06
Aug
10

End of one, Beginning of another

So it’s been a pretty insane & crazy week or so, once again I’ll try & work out whats been going on! Where I left off, We arrived in Dusseldorf & met Lambie’s friend from the Camino De Santiago – The lovely Jasmin & her housemate Chantal! We hung out & had a delicious German dinner of bratwurst, mash & some kind of purple stuff that was really tasty, I think it was some kind of cabbage? Anyways, Jasmine showed us around Dusseldorf & Kolne the next day which was really damn cool! In Kolne I spotted a Gummy-bear shop – mainly because there was a massive beer glass in the window full of amber gummies.
Needless to say, we went in to suss it out & upon enquiring, it seems this gummy shop specialised in pretty much every flavour gummy conceivable – including Beer flavour.
You’d never guess, but beer flavour gummy bears taste disgusting. Shocking revelation!

What didn’t taste disgusting was the half kilo of raspberries I bought & not being able to help myself, I also bought a bag of Chilli Flavour gummy bears. Awesome.

The next morning Lambie had to ride off into the sunset (and by sunset I mean drizzle) as he had a job starting in at the Fringe Festival up in Scotland & needed to road-warrior his way back to the British Isles in a day, which was going to be a long, boring ride.
So we got up early, bade farewell & hit the road – Matt headed south west back to the ferry in Calais, France, whereas I went west from Germany into the Netherlands and up to Amsterdam In Pouring, freezing torrential death rain from hell.
Oh it was shit. To be fair it was the only real rain I’d got the whole trip – which is damn lucky – but that didn’t stop the clouds from making up for it by soaking me to the bone.
Every hour I had to pull over at a servo, strip off my freezing, sodden clothing and wring out my wool jumper, immediately after this I’d jog on the spot while putting on 2 new dry shirts on and trying to warm up my uncontrollably shaking blue hands, wrapping them around a cup of warm bark-chip strainings that truck stops pass off as coffee. (coincidently it’s still better than 99% of coffee in London) It was one of the worse rides of my life & I was a jittery fed-up mess when I arrived in Amsterdam, still soaked, I nursed Alice through the million bicycles and helmetless scooter riders that plague the city & got to my Hostel. It was a complete shithole, but it was WARM. I got out of my soaked clothing for the 4th time that day & thawed out in the shower for a good half an hour. Marvellous.

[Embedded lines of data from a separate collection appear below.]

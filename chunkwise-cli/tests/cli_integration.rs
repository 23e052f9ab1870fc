//! Integration tests for the chunkwise CLI

use assert_cmd::Command;
use predicates::prelude::*;
use std::fs;
use tempfile::TempDir;

/// Helper to get the path to a test fixture
fn fixture_path(name: &str) -> String {
    format!("tests/fixtures/{}", name)
}

fn chunkwise() -> Command {
    Command::cargo_bin("chunkwise").unwrap()
}

fn chunk_json(extra: &[&str]) -> serde_json::Value {
    let output = chunkwise()
        .args(["chunk", "-q", "-f", "json", "-i"])
        .arg(fixture_path("two-topics.json"))
        .args(extra)
        .output()
        .unwrap();
    assert!(output.status.success());
    serde_json::from_slice(&output.stdout).unwrap()
}

#[test]
fn test_chunk_two_topic_talk() {
    chunkwise()
        .args(["chunk", "-q", "-i"])
        .arg(fixture_path("two-topics.json"))
        .assert()
        .success()
        .stdout(predicate::str::contains("(2 chunks, tiling)"))
        .stdout(predicate::str::contains(
            "[00:00 – 02:30] Rust ownership rules keep memory safe",
        ));
}

#[test]
fn test_monotonic_flag_anchors_second_chunk() {
    chunkwise()
        .args(["chunk", "-q", "--monotonic", "-i"])
        .arg(fixture_path("two-topics.json"))
        .assert()
        .success()
        .stdout(predicate::str::contains("[02:21 – 06:00]"));
}

#[test]
fn test_json_output() {
    let value = chunk_json(&[]);
    let record = &value[0];

    assert_eq!(record["video_id"], "talk");
    assert_eq!(record["segmentation"]["method"], "tiling");
    assert_eq!(record["verification"]["passed"], true);

    let chunks = record["chunks"].as_array().unwrap();
    assert_eq!(chunks.len(), 2);
    assert_eq!(chunks[0]["has_overlap"], false);
    assert_eq!(chunks[1]["has_overlap"], true);
    assert_eq!(chunks[1]["word_count"], 725);
    assert_eq!(chunks[1]["video_title"], "Rust and tomatoes");
}

#[test]
fn test_overlap_flags() {
    let value = chunk_json(&["--no-overlap"]);
    assert_eq!(value[0]["chunks"][1]["has_overlap"], false);
    assert_eq!(value[0]["chunks"][1]["word_count"], 700);

    let value = chunk_json(&["--overlap-words", "10"]);
    assert_eq!(value[0]["chunks"][1]["word_count"], 710);
}

#[test]
fn test_markdown_output() {
    chunkwise()
        .args(["chunk", "-q", "-f", "markdown", "-i"])
        .arg(fixture_path("two-topics.json"))
        .assert()
        .success()
        .stdout(predicate::str::contains("## Rust and tomatoes"))
        .stdout(predicate::str::contains("### Chunk 1 (00:00 – 02:30)"))
        .stdout(predicate::str::contains("*Total chunks: 2 across 1 transcripts*"));
}

#[test]
fn test_glob_pattern_covers_every_fixture() {
    chunkwise()
        .args(["chunk", "-q", "-i"])
        .arg(fixture_path("*.json"))
        .assert()
        .success()
        .stdout(predicate::str::contains("segments-only.json (1 chunks, fallback)"))
        .stdout(predicate::str::contains(
            "[00:10 – 00:15] Welcome back to the workshop. Today we sharpen chisels.",
        ))
        .stdout(predicate::str::contains("short-talk.json (1 chunks, fallback)"))
        .stdout(predicate::str::contains("two-topics.json (2 chunks, tiling)"));
}

#[test]
fn test_output_file() {
    let temp_dir = TempDir::new().unwrap();
    let output_path = temp_dir.path().join("chunks.json");

    chunkwise()
        .args(["chunk", "-q", "-f", "json", "-i"])
        .arg(fixture_path("short-talk.json"))
        .arg("-o")
        .arg(&output_path)
        .assert()
        .success()
        .stdout(predicate::str::is_empty());

    let value: serde_json::Value =
        serde_json::from_str(&fs::read_to_string(&output_path).unwrap()).unwrap();
    assert_eq!(value[0]["chunks"][0]["end_time"], 7.5);
}

#[test]
fn test_no_matching_files() {
    chunkwise()
        .args(["chunk", "-q", "-i", "tests/fixtures/*.nothing"])
        .assert()
        .failure()
        .stderr(predicate::str::contains(
            "No files found matching the provided patterns",
        ));
}

#[test]
fn test_chunk_rejects_invalid_config() {
    let temp_dir = TempDir::new().unwrap();
    let config_path = temp_dir.path().join("bad.toml");
    fs::write(&config_path, "[timestamps]\ntolerance = 0\n").unwrap();

    chunkwise()
        .args(["chunk", "-q", "-i"])
        .arg(fixture_path("short-talk.json"))
        .arg("-c")
        .arg(&config_path)
        .assert()
        .failure()
        .stderr(predicate::str::contains("Configuration error"));
}

#[test]
fn test_verify_prints_report() {
    chunkwise()
        .args(["verify", "-i"])
        .arg(fixture_path("two-topics.json"))
        .assert()
        .success()
        .stdout(predicate::str::contains("\"passed\": true"))
        .stdout(predicate::str::contains("\"no_data_loss\": true"))
        .stdout(predicate::str::contains("\"original_words\": 1200.0"));
}

#[test]
fn test_verify_strict_fails_small_chunks() {
    chunkwise()
        .args(["verify", "--strict", "-i"])
        .arg(fixture_path("short-talk.json"))
        .assert()
        .failure()
        .stdout(predicate::str::contains("\"reasonable_sizes\": false"))
        .stderr(predicate::str::contains("Verification failed: reasonable_sizes"));
}

#[test]
fn test_generate_then_validate_config() {
    let temp_dir = TempDir::new().unwrap();
    let config_path = temp_dir.path().join("chunkwise.toml");

    chunkwise()
        .arg("generate-config")
        .arg("-o")
        .arg(&config_path)
        .assert()
        .success()
        .stdout(predicate::str::contains("Configuration written to"));

    chunkwise()
        .arg("validate")
        .arg("-c")
        .arg(&config_path)
        .assert()
        .success()
        .stdout(predicate::str::contains("✓ Configuration is valid!"))
        .stdout(predicate::str::contains("Length tiers: 3"));
}

#[test]
fn test_generate_config_to_stdout() {
    chunkwise()
        .arg("generate-config")
        .assert()
        .success()
        .stdout(predicate::str::contains("[overlap]"))
        .stdout(predicate::str::contains("overlap_words = 25"));
}

#[test]
fn test_validate_invalid_config() {
    let temp_dir = TempDir::new().unwrap();
    let config_path = temp_dir.path().join("bad.toml");
    fs::write(&config_path, "[fallback]\nmin_words = 400\nmax_words = 300\n").unwrap();

    chunkwise()
        .arg("validate")
        .arg("-c")
        .arg(&config_path)
        .assert()
        .failure()
        .stdout(predicate::str::contains("✗ Configuration is invalid!"));
}

#[test]
fn test_format_range() {
    chunkwise()
        .args(["format-range", "75", "185"])
        .assert()
        .success()
        .stdout("01:15 – 03:05\n");
}

#[test]
fn test_help_lists_commands() {
    chunkwise()
        .arg("--help")
        .assert()
        .success()
        .stdout(predicate::str::contains("chunk"))
        .stdout(predicate::str::contains("generate-config"))
        .stdout(predicate::str::contains("format-range"));
}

Amsterdam is an absurd place. It’s breathing proof that “toleration” of drugs is both a blessing and a curse, Blessing in that it did prove the worlds governments wrong & legalising weed hasn’t destroyed or hurt society even in the slightest, infact it’s apparently lowered the national use of soft drugs by some particular statistic that I can’t remember! Impressive I know – but on the other side of the coin, every single group of louts from across Europe…ahem…The British Isles, hold it as their party Mecca and descend upon the pretty canals in large tracksuit wearing plagues of fake Burberry hats and nonsensical words, Innit, with the single goal of getting as fucked up as possible.
I didn’t know how to feel about the place when I first arrived, I felt super guilty just being there, like I was doing something I shouldn’t! Hookers winked at me, men in souvenir shops offered me cocaine, then crack as I was perusing some rubbishy trinkets, Stoned Italians helped themselves to my lunch & The smell of weed smoke was casually wafting out of the ‘coffeeshops’ every few meters, not to mention the people sitting by the canals with big bags of weed, casually rolling up joints as police trotted by on horses.
The next day I went on one of those excellent free walking tours of the city & met some really nice Kiwis and a their german friend. We got on well & hung out most of the afternoon, only to hit up an infamous Amsterdam pub crawl at night. It was a pretty messy one, but good fun nonetheless.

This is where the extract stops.